FRANK LAMPARD stormed down the tunnel after Sheffield United embarrassed his Chelsea side - thanks to David McGoldrick.
Some things are worth the wait. McGoldrick would have loved to score the first Premier League goal of his career sooner.
But if Sheffield United play proper European football for the first time in their history next season, no-one will care that the two strikes that set the Blades on the way to victory came in the veteran striker’s 26th appearance of his first campaign as a genuine top-flight player.
It was 16 summers ago that McGoldrick, then 16, signed for Premier League Southampton just as the Saints were about to embark on their plunge down to League One.

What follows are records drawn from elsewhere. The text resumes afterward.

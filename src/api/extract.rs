//! Request extractors: bearer authentication and JSON bodies.

use axum::{
    extract::{FromRequest, FromRequestParts, Request},
    http::{header::AUTHORIZATION, request::Parts},
    Json,
};
use serde::de::DeserializeOwned;

use crate::accounts::Account;
use crate::api::AppState;
use crate::error::ApiError;

/// The authenticated caller. Add it to a handler's arguments to require a
/// valid `Authorization: Bearer <token>` header.
#[derive(Debug, Clone)]
pub struct AuthUser(pub Account);

fn not_authorized() -> ApiError {
    ApiError::Unauthorized("Not authorized to access this route".to_string())
}

fn bearer_token(parts: &Parts) -> Option<&str> {
    parts
        .headers
        .get(AUTHORIZATION)?
        .to_str()
        .ok()?
        .strip_prefix("Bearer ")
        .map(str::trim)
        .filter(|token| !token.is_empty())
}

#[axum::async_trait]
impl FromRequestParts<AppState> for AuthUser {
    type Rejection = ApiError;

    async fn from_request_parts(
        parts: &mut Parts,
        state: &AppState,
    ) -> Result<Self, Self::Rejection> {
        let token = bearer_token(parts).ok_or_else(not_authorized)?;
        let claims = state.tokens.verify(token)?;
        let account = state
            .accounts
            .find_by_id(&claims.sub)
            .await?
            .ok_or_else(not_authorized)?;
        Ok(AuthUser(account))
    }
}

impl std::ops::Deref for AuthUser {
    type Target = Account;

    fn deref(&self) -> &Self::Target {
        &self.0
    }
}

/// JSON request body whose rejections render as API validation errors.
///
/// A body that is not JSON, lacks the JSON content type, or does not match
/// `T` becomes a 400 with the usual `{success:false,error}` envelope.
#[derive(Debug, Clone)]
pub struct ApiJson<T>(pub T);

#[axum::async_trait]
impl<S, T> FromRequest<S> for ApiJson<T>
where
    T: DeserializeOwned,
    S: Send + Sync,
{
    type Rejection = ApiError;

    async fn from_request(req: Request, state: &S) -> Result<Self, Self::Rejection> {
        let Json(value) = Json::<T>::from_request(req, state).await?;
        Ok(ApiJson(value))
    }
}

Before this season, he had been away from the richest league in the world for almost as long as United, who were relegated in 2007.
Now he and they are in a great position to secure qualification for the Europa League and give the fans their first continental away days since the Anglo-Italian Cup of 1994-5.
Striker partner Oli McBurnie grabbed a deserved second to consolidate the lead and a disappointing Chelsea team rarely looked like pulling one back before McGoldrick scored again.
Having paid dearly for some rank defending, Frank Lampard’s side discovered why only runaway winners Liverpool and Leicester have conceded fewer goals than Chris Wilder’s Blades.
And the final scoreline could have been more humbling for the visitors on an evening that will really set the alarm bells ringing at Stamford Bridge.
Blues fans will hope that relegated Norwich continue to provide all the suspense of shooting fish in a barrel when they visit Stamford Bridge on Tuesday.
But with games at Anfield and then home to Wolves, themselves on the hunt for European football, to complete their league programme, they will know that Champions League football is far from guaranteed - especially if Manchester City’s alleged confidence that their ban will be overturned on Monday proves well-founded.
For all the plaudits that have come Lampard’s way this season, he has plenty to do in those three games and next Sunday’s FA Cup semi-final against a resurgent Manchester United.
In Wilder’s case, whatever happens now he has proved the doubters wrong.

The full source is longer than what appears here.